I/O virtualization: Device access mediated by the VMM. Paravirtualized drivers (e.g., VirtIO) improve performance.

8.3 Paravirtualization

The guest OS is modified to make hypercalls instead of executing sensitive instructions directly.

Advantage: Lower overhead (no trap-and-emulate for every sensitive instruction).
Disadvantage: Requires modifying the guest kernel.

8.4 Containers

Containers share the host kernel but provide process isolation via:

Namespaces: Isolate process trees, network, file systems, IPC, UTS (hostname).
cgroups: Limit resource usage (CPU, memory, I/O).

Property	VMs	Containers
Kernel	Separate per VM	Shared with host
Startup	Minutes	Seconds
Footprint	GBs	MBs
Isolation	Hardware-level	Process-level
Performance	Near-native (with EPT)	Near-native (minimal)

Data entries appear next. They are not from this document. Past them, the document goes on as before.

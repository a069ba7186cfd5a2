//! Containment and disposition records on non-conformances

use crate::core::error::{QualityError, QualityResult};
use crate::core::identity::EntityId;
use crate::core::store::RecordStore;
use crate::entities::{ContainmentAction, Disposition, NonConformance};
use crate::service::QualityService;

impl<S: RecordStore> QualityService<S> {
    /// Record an immediate containment step on an open non-conformance
    pub fn add_containment_action(
        &mut self,
        nc_id: &EntityId,
        mut action: ContainmentAction,
    ) -> QualityResult<NonConformance> {
        let nc = self.amend::<NonConformance, _>(nc_id, |nc, now| {
            if action.action.trim().is_empty() {
                return Err(QualityError::validation("containment action needs a description"));
            }
            action.recorded.at = now;
            nc.add_containment(action);
            Ok(())
        })?;
        tracing::info!(nc = %nc_id, open = nc.open_containment(), "containment action added");
        Ok(nc)
    }

    /// Mark containment step `sequence` as done
    pub fn complete_containment_action(
        &mut self,
        nc_id: &EntityId,
        sequence: u32,
        actor: &str,
        outcome: Option<String>,
    ) -> QualityResult<NonConformance> {
        self.amend::<NonConformance, _>(nc_id, |nc, now| {
            let action = nc
                .containment_mut(sequence)
                .ok_or_else(|| QualityError::not_found("containment action", sequence))?;
            action.complete(actor, now, outcome)?;
            Ok(())
        })
    }

    /// Record a disposition decision for part of the affected quantity
    ///
    /// The dispositions together may not exceed `quantity_affected` when
    /// that is known.
    pub fn add_disposition(
        &mut self,
        nc_id: &EntityId,
        mut disposition: Disposition,
    ) -> QualityResult<NonConformance> {
        let decision = disposition.decision;
        let nc = self.amend::<NonConformance, _>(nc_id, |nc, now| {
            disposition.approved.at = now;
            nc.add_disposition(disposition);
            Ok(())
        })?;
        tracing::info!(
            nc = %nc_id,
            %decision,
            disposed = nc.disposed_quantity(),
            cost = nc.total_disposition_cost(),
            "disposition recorded"
        );
        Ok(nc)
    }
}

#[cfg(test)]
mod tests {
    use super::*;
    use crate::core::entity::Severity;
    use crate::core::sequence::MemorySequence;
    use crate::core::store::MemoryStore;
    use crate::core::workflow::Action;
    use crate::entities::{DispositionDecision, NcStatus};
    use chrono::Utc;

    fn service() -> QualityService<MemoryStore> {
        QualityService::new(MemoryStore::new(), Box::new(MemorySequence::new()))
    }

    fn nc(svc: &mut QualityService<MemoryStore>) -> NonConformance {
        let mut nc = NonConformance::new("NC-2025-040", "Porosity", Severity::Major, "t");
        nc.quantity_affected = Some(20);
        svc.create(nc).unwrap()
    }

    #[test]
    fn test_containment_lifecycle() {
        let mut svc = service();
        let created = nc(&mut svc);
        let now = Utc::now();

        svc.add_containment_action(&created.id, ContainmentAction::new("Quarantine lot", "a", now))
            .unwrap();
        let nc = svc
            .add_containment_action(&created.id, ContainmentAction::new("Notify customer", "a", now))
            .unwrap();
        assert_eq!(nc.containment_actions[1].sequence, 2);
        assert_eq!(nc.entity_revision, 3);

        let nc = svc
            .complete_containment_action(&created.id, 1, "b", Some("held".to_string()))
            .unwrap();
        assert_eq!(nc.open_containment(), 1);

        assert!(matches!(
            svc.complete_containment_action(&created.id, 7, "b", None),
            Err(QualityError::NotFound { .. })
        ));
        assert!(svc
            .complete_containment_action(&created.id, 1, "b", None)
            .unwrap_err()
            .is_precondition());
        assert!(matches!(
            svc.add_containment_action(&created.id, ContainmentAction::new("  ", "a", now)),
            Err(QualityError::Validation { .. })
        ));
    }

    #[test]
    fn test_over_disposition_persists_nothing() {
        let mut svc = service();
        let created = nc(&mut svc);
        let now = Utc::now();

        svc.add_disposition(&created.id, Disposition::new(DispositionDecision::Rework, 15, "mrb", now))
            .unwrap();
        let err = svc
            .add_disposition(&created.id, Disposition::new(DispositionDecision::Scrap, 6, "mrb", now))
            .unwrap_err();
        assert!(matches!(err, QualityError::Validation { .. }));

        let stored: NonConformance = svc.get(&created.id).unwrap();
        assert_eq!(stored.dispositions.len(), 1);
        assert_eq!(stored.disposed_quantity(), 15);
    }

    #[test]
    fn test_closed_non_conformance_is_locked() {
        let mut svc = service();
        let created = nc(&mut svc);
        svc.transition::<NonConformance, _>(&created.id, Action::Cancel, |nc, now| {
            nc.cancel("a", now, None)
        })
        .unwrap();

        let err = svc
            .add_containment_action(&created.id, ContainmentAction::new("Too late", "a", Utc::now()))
            .unwrap_err();
        assert!(err.is_precondition());
        let stored: NonConformance = svc.get(&created.id).unwrap();
        assert_eq!(stored.status, NcStatus::Cancelled);
        assert!(stored.containment_actions.is_empty());
    }
}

Docker uses OverlayFS for layered images. Kubernetes orchestrates containers across clusters.

:::caution Common Pitfall Containers do not provide hardware-level isolation. A kernel vulnerability can potentially Compromise all containers on a host. For strong multi-tenant isolation, VMs are preferred. :::

9. Security

9.1 Access Control

Access control lists (ACLs). Each object (file, directory, device) has an associated list of Entries specifying which subjects (users, groups) have which permissions (read, write, execute).

ACL for /data/report.txt:
  alice: rw-
  bob:   r--
  @dev:  rwx
  other: ---

Advantage: Flexible; per-object granularity; easy to audit.
Disadvantage: Checking permissions requires scanning the list; ACLs can grow large.

Capabilities. Each subject (process) carries a list of capability tokens, each granting access to A specific object with specific rights. The kernel verifies that the process presents a valid Capability.

Advantage: Decentralised; no per-object list to scan; efficient for distributed systems.
Disadvantage: Capability revocation is difficult; if a process copies a capability, revoking the original does not affect copies (solved by indirection: capabilities point to a kernel-managed object table entry that can be invalidated).

Property	ACLs	Capabilities
Association	With objects	With subjects
Revocation	Easy (modify the list)	Difficult
Delegation	Requires policy	Natural (copy token)
Implementation	POSIX, NTFS	seL4, Capsicum, FUSE

9.2 Principle of Least Privilege

A subject should receive only the minimum privileges necessary to perform its task. Violations Create unnecessary attack surface.

Application to OS design:

Processes: Run with the lowest possible privileges. Web servers should not run as root.
System calls: chmod and chown require appropriate ownership; setuid requires root.
Kernel modules: Loadable kernel modules have full kernel access; restrict loading to privileged users.
Containers: Limit capabilities via docker run --cap-drop ALL --cap-add NET_BIND_SERVICE.

Privilege separation. Split a program into components with different privilege levels. Example: OpenSSH splits into an unprivileged monitor (handles network I/O) and a privileged child (handles Authentication and session setup). A compromise of the monitor does not grant root access.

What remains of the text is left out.